Sign in / Join

Senza Stati Uniti, 11 stati dell’Asia-Pacifico firmano un accordo commerciale

Ⓒ POOL/AFP/File – Na Son Nguyen – | I ministri del commercio e i delegati degli 11 restanti membri del Transpacifico Partnership (TPP) si sono incontrati in Vietnam lo scorso novembre, in vista di una versione più snella del loro patto commerciale che ha avuto effetto senza gli Stati Uniti

Undici nazioni hanno firmato una versione ridotta dell’accordo commerciale Trans-Pacific Partnership (TPP) giovedì, passando a tariffe più basse proprio come il presidente degli Stati Uniti Donald Trump cerca di aumentarle dopo essersi ritirati dall’accordo.

Il TPP, che avrebbe rappresentato il 40 per cento dell’economia globale e quasi un quarto del suo commercio, è stato lasciato per morto dopo che Trump si è ritirato per perseguire il suo programma “America First”.

Ma l’accordo rinnovato, ora noto come accordo globale e progressivo per il partenariato transpacifico (CPTPP), è ancora un risultato significativo e una vittoria per l’apertura, hanno detto i suoi sostenitori durante la cerimonia della firma a Santiago, in Cile.

“Questo è un messaggio politico significativo dalla regione Asia-Pacifico al resto del mondo”, ha detto il ministro degli Esteri cileno Heraldo Munoz, al fianco della presidente del Cile Michelle Bachelet.

Il patto comprende Australia, Brunei, Canada, Cile, Giappone, Malesia, Messico, Nuova Zelanda, Perù, Singapore e Vietnam, che rappresentano insieme il 13,5% dell’economia globale.

Gli 11 stati formano un mercato di 500 milioni di persone, più grande di quello dell’Unione europea.
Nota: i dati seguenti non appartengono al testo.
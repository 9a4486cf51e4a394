//! Shared fixture builders for intel tests.

use elmgraph_core::options::{FinalOptions, Options};
use elmgraph_core::query::{
    ItemId, QueryInputItem, QueryIntel, QueryOutputItem, TypeCategory, TypeRef,
};

pub fn named(name: &str, category: TypeCategory) -> TypeRef {
    TypeRef::Named {
        name: name.to_string(),
        category,
        non_null: false,
    }
}

pub fn non_null(name: &str, category: TypeCategory) -> TypeRef {
    TypeRef::Named {
        name: name.to_string(),
        category,
        non_null: true,
    }
}

pub fn list_of(of: TypeRef) -> TypeRef {
    TypeRef::List {
        of: Box::new(of),
        non_null: false,
    }
}

pub fn input_item(
    id: ItemId,
    name: &str,
    ty: Option<TypeRef>,
    order: u32,
    depth: u32,
    children: &[ItemId],
) -> QueryInputItem {
    QueryInputItem {
        id,
        name: name.to_string(),
        ty,
        order,
        depth,
        children: children.to_vec(),
    }
}

pub fn output_item(
    id: ItemId,
    name: &str,
    ty: Option<TypeRef>,
    order: u32,
    depth: u32,
    children: &[ItemId],
) -> QueryOutputItem {
    QueryOutputItem {
        id,
        name: name.to_string(),
        ty,
        order,
        depth,
        children: children.to_vec(),
        is_valid: true,
        with_directive: false,
        is_fragmented: false,
        is_fragmented_on: false,
        has_all_possible_fragment_types: false,
    }
}

/// Output root (`Data`) over the given children.
pub fn output_root(children: &[ItemId]) -> QueryOutputItem {
    output_item(
        0,
        "",
        Some(non_null("Query", TypeCategory::Object)),
        0,
        0,
        children,
    )
}

/// Input root (`Variables`) over the given children.
pub fn input_root(children: &[ItemId]) -> QueryInputItem {
    input_item(0, "", None, 0, 0, children)
}

pub fn query(inputs: Vec<QueryInputItem>, outputs: Vec<QueryOutputItem>) -> QueryIntel {
    QueryIntel {
        src: None,
        query: "query".to_string(),
        inputs,
        outputs,
    }
}

pub fn plain_options() -> FinalOptions {
    Options::new().finalize()
}
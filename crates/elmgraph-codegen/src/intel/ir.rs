//! The intermediate representation handed to the Elm renderer.
//!
//! Built once per query by [`super::query_to_intel`], then read-only:
//! the renderer must treat `children` ids as opaque references that
//! resolve only within their own section.

use std::path::PathBuf;

use serde::Serialize;

use elmgraph_core::query::ItemId;

use super::error::{IntelError, Result};
use super::naming::NameScope;
use super::signature::SignatureCache;

/// What an item generates on the Elm side.
#[derive(Debug, Clone, Copy, PartialEq, Eq, Serialize)]
#[serde(rename_all = "kebab-case")]
pub enum ItemKind {
    Record,
    Scalar,
    Enum,
    Union,
    UnionOn,
    Empty,
}

/// Shape metadata shared by encode and decode items.
#[derive(Debug, Clone, Default, Serialize)]
#[serde(rename_all = "camelCase")]
pub struct ItemInfo {
    /// Inherited from the source query item; synthesized items get
    /// fresh ids above every source-derived one.
    pub id: ItemId,
    /// Source field name, empty for roots and synthesized items.
    pub name: String,
    /// Name of the underlying GraphQL named type.
    pub query_typename: String,
    /// Resolved Elm record-field name, unique among siblings.
    pub field_name: String,
    /// Sibling sort key. Fractional for synthesized catch-all members,
    /// which sort directly after the members they cover for.
    pub order: f64,
    pub children: Vec<ItemId>,
    pub is_optional: bool,
    pub is_nullable: bool,
    pub is_list: bool,
    pub is_list_of_optionals: bool,
    pub is_list_of_nullables: bool,
}

/// Argument-encoding item of the encode section.
#[derive(Debug, Clone, Serialize)]
#[serde(rename_all = "camelCase")]
pub struct EncodeItem {
    #[serde(flatten)]
    pub info: ItemInfo,
    pub kind: ItemKind,
    /// Generated Elm type name.
    #[serde(rename = "type")]
    pub type_name: String,
    /// Generated Elm encoder name.
    pub encoder: String,
}

/// Response-decoding item of the decode section.
#[derive(Debug, Clone, Serialize)]
#[serde(rename_all = "camelCase")]
pub struct DecodeItem {
    #[serde(flatten)]
    pub info: ItemInfo,
    pub kind: ItemKind,
    /// Generated Elm type name.
    #[serde(rename = "type")]
    pub type_name: String,
    /// Generated Elm decoder name.
    pub decoder: String,
    /// Constructor wrapping this item inside its parent union; empty
    /// for non-members.
    pub union_constructor: String,
}

/// Common view over the items of both sections.
pub trait GeneratedItem {
    fn info(&self) -> &ItemInfo;
    fn info_mut(&mut self) -> &mut ItemInfo;
    fn type_name(&self) -> &str;
}

impl GeneratedItem for EncodeItem {
    fn info(&self) -> &ItemInfo {
        &self.info
    }
    fn info_mut(&mut self) -> &mut ItemInfo {
        &mut self.info
    }
    fn type_name(&self) -> &str {
        &self.type_name
    }
}

impl GeneratedItem for DecodeItem {
    fn info(&self) -> &ItemInfo {
        &self.info
    }
    fn info_mut(&mut self) -> &mut ItemInfo {
        &mut self.info
    }
    fn type_name(&self) -> &str {
        &self.type_name
    }
}

/// Look up an item by id within one section's items.
pub(crate) fn find_item<I: GeneratedItem>(items: &[I], id: ItemId) -> Result<&I> {
    items
        .iter()
        .find(|item| item.info().id == id)
        .ok_or(IntelError::UnknownItem(id))
}

/// Mutable variant of [`find_item`].
pub(crate) fn find_item_mut<I: GeneratedItem>(items: &mut [I], id: ItemId) -> Result<&mut I> {
    items
        .iter_mut()
        .find(|item| item.info().id == id)
        .ok_or(IntelError::UnknownItem(id))
}

/// Encode (request variables) half of the representation.
#[derive(Debug, Clone, Default, Serialize)]
#[serde(rename_all = "camelCase")]
pub struct EncodeSection {
    /// Generated items, children before parents.
    pub items: Vec<EncodeItem>,
    /// Generated type name to encoder name.
    pub encoders_by_type: SignatureCache,
}

/// Decode (response parsing) half of the representation.
#[derive(Debug, Clone, Default, Serialize)]
#[serde(rename_all = "camelCase")]
pub struct DecodeSection {
    /// Generated items, children before parents.
    pub items: Vec<DecodeItem>,
    /// Generated type name to decoder name.
    pub decoders_by_type: SignatureCache,
}

/// Everything the Elm renderer needs for one query.
#[derive(Debug, Clone, Serialize)]
#[serde(rename_all = "camelCase")]
pub struct Intel {
    /// Destination path of the generated Elm module.
    pub dest: PathBuf,
    /// Dotted Elm module name.
    pub module: String,
    /// Original query text, embedded verbatim by the renderer.
    pub query: String,
    /// Every name taken during this query's processing, reserved seed
    /// included.
    pub used_names: NameScope,
    /// Structural signature to generated type name.
    pub types_by_signature: SignatureCache,
    pub encode: EncodeSection,
    pub decode: DecodeSection,
}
L’accordo arriva nella stessa settimana in cui Trump ha rischiato una guerra commerciale globale per la sua decisione di introdurre tariffe su acciaio importato e alluminio.

L’ex amministrazione del presidente Barack Obama ha spinto per il TPP come contrappeso alla crescente potenza commerciale cinese. Non solo riduce le tariffe ma obbliga i membri a rispettare un livello elevato di standard normativi in ​​settori quali il diritto del lavoro e la protezione ambientale.

Fernando Estenssoro, dell’Università cilena di Santiago, dice che snobbare il patto è “un tipo di suicidio” per gli Stati Uniti.

– “Un nuovo standard” –

L’assenza di Washington lascia un percorso aperto per la Cina – che rimane esclusa dall’accordo – poiché negozia separatamente con i paesi asiatici e la Nuova Zelanda.

Il CPTPP mira a ridurre le tariffe tra gli 11 membri e promuovere il commercio per stimolare la crescita.

“Siamo molto orgogliosi … di mostrare al mondo che il commercio progressista è la via da seguire”, ha detto il ministro del commercio canadese Francois-Philippe Champagne mentre i funzionari si sono riuniti per la cerimonia della firma.

Felipe Lopeandia, il principale negoziatore commerciale del Cile, ha detto che l’accordo “manderà un segnale politico al mondo e agli Stati Uniti, che questo è un accordo globale”.

E ‘uno che rimane estremamente significativo, ha detto Ignacio Bartesaghi dell’Università Cattolica dell’Uruguay.

“Non esiste un accordo commerciale che coinvolga quel numero di paesi e uno che abbia 30 capitoli che trattano tutti gli argomenti più moderni del commercio internazionale”, ha detto Bartesaghi all’AFP.

Rimangono la maggior parte delle clausole dell’accordo originale, ad eccezione di quelle relative alla proprietà intellettuale originariamente inserite su richiesta dei negoziatori statunitensi.

“Il CPTPP stabilirà un nuovo standard per altri accordi di integrazione economica regionale, e anche per i futuri negoziati nell’OMC (Organizzazione mondiale del commercio) e nell’APEC (Cooperazione economica Asia-Pacifico)”, ha affermato il ministero degli esteri cileno.

Il Cile ha detto che l’adesione al nuovo patto migliorerà l’accesso ai mercati attualmente responsabili del 17% delle sue esportazioni totali.

Anche il Messico e il Perù entreranno meglio in paesi dall’altra parte del Pacifico.

“Significa un aumento del nostro potenziale mercato e la possibilità che i nostri dipendenti possano accedere a più prodotti”, ha dichiarato Mario Mongilardi, responsabile della camera di commercio di Lima.

Il patto entrerà in vigore 60 giorni dopo che è stato completamente ratificato da sei degli 11 membri.